引用元:糖尿病情報センター「糖尿病の新しい診断基準」
診断基準はまず、「血糖値とHbA1c」または「血糖値のみ」または「HbA1cのみ」からスタートします。この3つの基準で糖尿病あるいは糖尿病型と判定できるかどうかを判断します。
「糖尿病型」については後述します。
糖尿病の診断方法
ここからは糖尿病の診断方法について解説していきます。
診断基準の組み合わせによって診断される
糖尿病の診断は、各種検査の結果を診断基準と照らし合わせ、症状や家族歴、体重歴なども含めて総合的に判断することになります。
診断にあたっては下記のいずれかを用います。
・糖尿病型を2回確認する ※少なくとも1回は血糖値による検査結果を含めること
・糖尿病型(血糖値の結果のみ)を1回確認+慢性高血糖症状がある
・過去に糖尿病と診断されたことがある
血糖値による糖尿病の診断
糖尿病はある日突然発症するものではなく、徐々に血糖値が高くなり糖尿病と診断される状態にいたります。医療機関では、正常な状態から糖尿病にいたるまでの段階を症状や状態ごとに「正常型、境界型、糖尿型」の3つにわけ、それぞれの段階に応じて対応しています。
こちらも併せてご参照ください
糖尿病と診断されるHbA1cと血糖値とは|目標値も解説
正常型の判定
以下の2条件をともに満たすときは正常型と判定されます。
・空腹時血糖値110mg/dl未満
・75gOGTT(ブドウ糖負荷)による食後2時間の血糖値140mg/dl未満
ただし、正常型に該当する場合でも、空腹時血糖値が100mg/dl以上の場合は「正常型」でのなかでも「正常高値」と判定されます。正常高値に該当する人は病態に応じて経過観察を行い、OGTTを勧めることがあります。

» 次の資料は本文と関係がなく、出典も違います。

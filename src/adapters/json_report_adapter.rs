//! JSON report adapter implementing ReportPort.

use std::fs;
use std::io::Write;
use std::path::Path;

use crate::domain::error::TradelensError;
use crate::ports::report_port::{Report, ReportPort};

pub struct JsonReportAdapter {
    pretty: bool,
}

impl Default for JsonReportAdapter {
    fn default() -> Self {
        Self::new(true)
    }
}

impl JsonReportAdapter {
    pub fn new(pretty: bool) -> Self {
        Self { pretty }
    }

    pub fn render(&self, report: &Report<'_>) -> Result<String, TradelensError> {
        let rendered = if self.pretty {
            serde_json::to_string_pretty(report)
        } else {
            serde_json::to_string(report)
        };
        rendered.map_err(|e| TradelensError::Report {
            reason: format!("failed to serialize report: {e}"),
        })
    }
}

impl ReportPort for JsonReportAdapter {
    fn write(&self, report: &Report<'_>, output_path: Option<&Path>) -> Result<(), TradelensError> {
        let mut body = self.render(report)?;
        body.push('\n');

        match output_path {
            Some(path) => {
                if let Some(parent) = path.parent().filter(|p| !p.as_os_str().is_empty()) {
                    fs::create_dir_all(parent)?;
                }
                fs::write(path, body)?;
            }
            None => {
                let stdout = std::io::stdout();
                let mut handle = stdout.lock();
                handle.write_all(body.as_bytes())?;
                handle.flush()?;
            }
        }
        Ok(())
    }
}

#[cfg(test)]
mod tests {
    use super::*;
    use crate::domain::overview::{HeatmapRow, MarketOverview};
    use crate::domain::sizing::PositionSizer;
    use tempfile::TempDir;

    #[test]
    fn sizing_report_shape() {
        let rec = PositionSizer::default().size(2.0, 10_000.0, 0.01).unwrap();
        let json = JsonReportAdapter::new(false)
            .render(&Report::Sizing(&rec))
            .unwrap();
        let value: serde_json::Value = serde_json::from_str(&json).unwrap();

        assert_eq!(value["kind"], "sizing");
        assert_eq!(value["data"]["position_size"], 25.0);
        assert_eq!(value["data"]["stop_loss_distance"], 4.0);
        assert!(value["data"]["entry_price"].is_null());
    }

    #[test]
    fn writes_file_and_creates_parent() {
        let dir = TempDir::new().unwrap();
        let path = dir.path().join("nested").join("overview.json");
        let overview = MarketOverview {
            heatmap: vec![HeatmapRow {
                symbol: "AAA".into(),
                annualized_return: 0.1,
                annualized_volatility: 0.2,
            }],
            sectors: vec![],
        };

        JsonReportAdapter::default()
            .write(&Report::Overview(&overview), Some(&path))
            .unwrap();

        let content = fs::read_to_string(&path).unwrap();
        let value: serde_json::Value = serde_json::from_str(&content).unwrap();
        assert_eq!(value["kind"], "overview");
        assert_eq!(value["data"]["heatmap"][0]["symbol"], "AAA");
        assert!(content.ends_with('\n'));
    }
}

正常型とはあくまで糖尿病型への悪化率が年1%未満の状態のことをいいます。正常型であっても、OGTTの値が高い場合は糖尿病型に進むケースもあります。
境界型の判定
境界型は、糖尿病型とも正常型にも含まれない状態のことをいいます。具体的には以下の2つのいずれかに該当するとき境界型と判定されます。
・空腹時血糖値110mg/dl以上126mg/dl未満
・75gOGTT(ブドウ糖負荷)による食後2時間の血糖値140mg/dl以上200mg/dl未満
病態や家族歴によっては、境界型の患者の方に、再検査や他の検査を受けることを勧めることがあります。
境界型の患者の方は糖尿病型に悪化する確率が高いだけでなく、動脈硬化性の合併症の発生頻度が増加する傾向があります。そのため、境界型と診断した患者の方に対し、医師は食事療法や運動療法を指導し、肥満解消を勧め、定期的に検査することになります。
糖尿病型の判定
以下のいずれかの条件に該当する場合は糖尿病型と判定されます
・空腹時血糖値126mg/dl以上
・75gOGTT(ブドウ糖負荷)による食後2時間の血糖値200mg/dl以上
・随時血糖値200mg/dl以上
・HbA1c 6.5%以上
3つの血糖値検査のうちいずれかの値とHbA1cの値がいずれも糖尿病型であると判断された場合は糖尿病と診断されます。また、血糖値のみが糖尿病型と判定された場合は、別の日に検査を行い、2回とも糖尿病型であることが確認された場合は糖尿病と診断されます。
HbA1cのみが糖尿病型であると判定された場合も再検査を行いますが、血糖値が糖尿病型であるという結果が出た場合にのみ糖尿病と判定されます。HbA1cのみの検査で判断することはありません。
ただし、必ず1回は血糖値による検査で糖尿病型であることが確認されていることが必要です。さらに、血糖値のみが糖尿病型で、糖尿病の典型的な症状または確実な糖尿病網膜症がある場合など一定の条件を満たす場合も糖尿病と診断されます。
まとめ
糖尿病の診断基準と診断方法について説明しました。糖尿病の検査にはさまざまな種類があります。複数の検査を組み合わせることで、健康診断などの血糖値検査では見つけにくい糖尿病なども発見しやすくなります。
気になることがある場合は医師に相談し、積極的に検査を受けることが大切です。